◆ ASSIGNMENT ◆
Which lines of the records contain the word "match"? Show each of them.

====== THE DATA

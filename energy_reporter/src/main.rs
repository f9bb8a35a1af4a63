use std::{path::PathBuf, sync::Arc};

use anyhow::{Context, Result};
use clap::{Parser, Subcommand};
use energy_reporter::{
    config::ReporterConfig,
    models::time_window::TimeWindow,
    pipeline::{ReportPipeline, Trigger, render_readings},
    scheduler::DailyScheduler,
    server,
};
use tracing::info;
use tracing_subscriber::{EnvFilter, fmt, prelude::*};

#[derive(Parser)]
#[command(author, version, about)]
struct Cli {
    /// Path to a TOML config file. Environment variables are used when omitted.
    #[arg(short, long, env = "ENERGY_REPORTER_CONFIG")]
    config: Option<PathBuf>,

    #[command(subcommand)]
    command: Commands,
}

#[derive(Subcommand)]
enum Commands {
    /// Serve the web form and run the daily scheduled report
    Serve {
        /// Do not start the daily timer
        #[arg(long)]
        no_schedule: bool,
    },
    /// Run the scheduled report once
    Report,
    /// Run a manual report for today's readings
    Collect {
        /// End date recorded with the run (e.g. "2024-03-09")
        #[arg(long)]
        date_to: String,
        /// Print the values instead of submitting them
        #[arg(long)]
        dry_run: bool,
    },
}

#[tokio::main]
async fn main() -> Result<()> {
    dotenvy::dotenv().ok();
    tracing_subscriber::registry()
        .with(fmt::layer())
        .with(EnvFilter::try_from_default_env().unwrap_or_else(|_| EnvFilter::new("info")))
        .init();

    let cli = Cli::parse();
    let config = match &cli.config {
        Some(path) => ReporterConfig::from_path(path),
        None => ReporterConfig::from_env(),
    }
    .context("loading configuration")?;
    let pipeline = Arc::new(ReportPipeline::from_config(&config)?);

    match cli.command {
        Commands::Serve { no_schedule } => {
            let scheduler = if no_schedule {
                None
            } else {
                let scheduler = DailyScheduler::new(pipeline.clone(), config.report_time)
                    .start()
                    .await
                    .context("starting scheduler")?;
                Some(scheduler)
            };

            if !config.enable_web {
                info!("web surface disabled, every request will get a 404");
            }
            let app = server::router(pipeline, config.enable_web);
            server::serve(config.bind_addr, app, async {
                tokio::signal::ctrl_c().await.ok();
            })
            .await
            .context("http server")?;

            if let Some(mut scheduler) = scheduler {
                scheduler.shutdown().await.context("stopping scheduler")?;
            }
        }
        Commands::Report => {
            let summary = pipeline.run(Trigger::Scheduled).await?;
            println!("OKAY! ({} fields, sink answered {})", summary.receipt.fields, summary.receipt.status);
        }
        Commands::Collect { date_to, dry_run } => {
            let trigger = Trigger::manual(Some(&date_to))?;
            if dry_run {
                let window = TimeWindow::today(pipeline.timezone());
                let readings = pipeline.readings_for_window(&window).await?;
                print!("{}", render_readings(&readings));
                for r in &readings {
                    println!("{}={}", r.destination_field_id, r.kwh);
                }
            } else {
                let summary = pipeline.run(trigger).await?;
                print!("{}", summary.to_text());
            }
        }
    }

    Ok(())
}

============
====== THE DATA

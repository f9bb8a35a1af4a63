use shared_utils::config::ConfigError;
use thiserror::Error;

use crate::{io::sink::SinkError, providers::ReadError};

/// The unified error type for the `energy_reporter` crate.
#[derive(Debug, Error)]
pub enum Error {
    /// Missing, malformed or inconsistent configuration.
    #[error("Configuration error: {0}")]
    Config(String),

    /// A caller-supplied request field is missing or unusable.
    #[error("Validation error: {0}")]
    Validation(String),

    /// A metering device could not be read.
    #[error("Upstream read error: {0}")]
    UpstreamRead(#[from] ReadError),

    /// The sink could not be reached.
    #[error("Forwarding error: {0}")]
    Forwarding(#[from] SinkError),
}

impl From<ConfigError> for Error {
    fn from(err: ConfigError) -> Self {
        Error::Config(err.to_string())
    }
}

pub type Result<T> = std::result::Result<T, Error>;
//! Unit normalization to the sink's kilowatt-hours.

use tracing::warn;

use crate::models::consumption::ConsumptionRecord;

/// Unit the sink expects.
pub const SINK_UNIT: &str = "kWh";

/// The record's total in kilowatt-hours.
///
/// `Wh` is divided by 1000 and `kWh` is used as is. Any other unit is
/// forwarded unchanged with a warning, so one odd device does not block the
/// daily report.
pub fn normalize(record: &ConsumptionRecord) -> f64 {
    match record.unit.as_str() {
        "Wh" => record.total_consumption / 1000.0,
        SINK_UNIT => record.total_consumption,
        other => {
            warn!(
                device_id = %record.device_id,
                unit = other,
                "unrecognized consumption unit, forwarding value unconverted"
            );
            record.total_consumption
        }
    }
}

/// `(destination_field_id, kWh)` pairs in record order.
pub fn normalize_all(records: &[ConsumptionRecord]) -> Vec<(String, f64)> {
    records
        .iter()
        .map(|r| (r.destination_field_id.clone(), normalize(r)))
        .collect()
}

============

◆ EXPECTED OUTPUT ◆
    let config = match &cli.config {
    match cli.command {
    match record.unit.as_str() {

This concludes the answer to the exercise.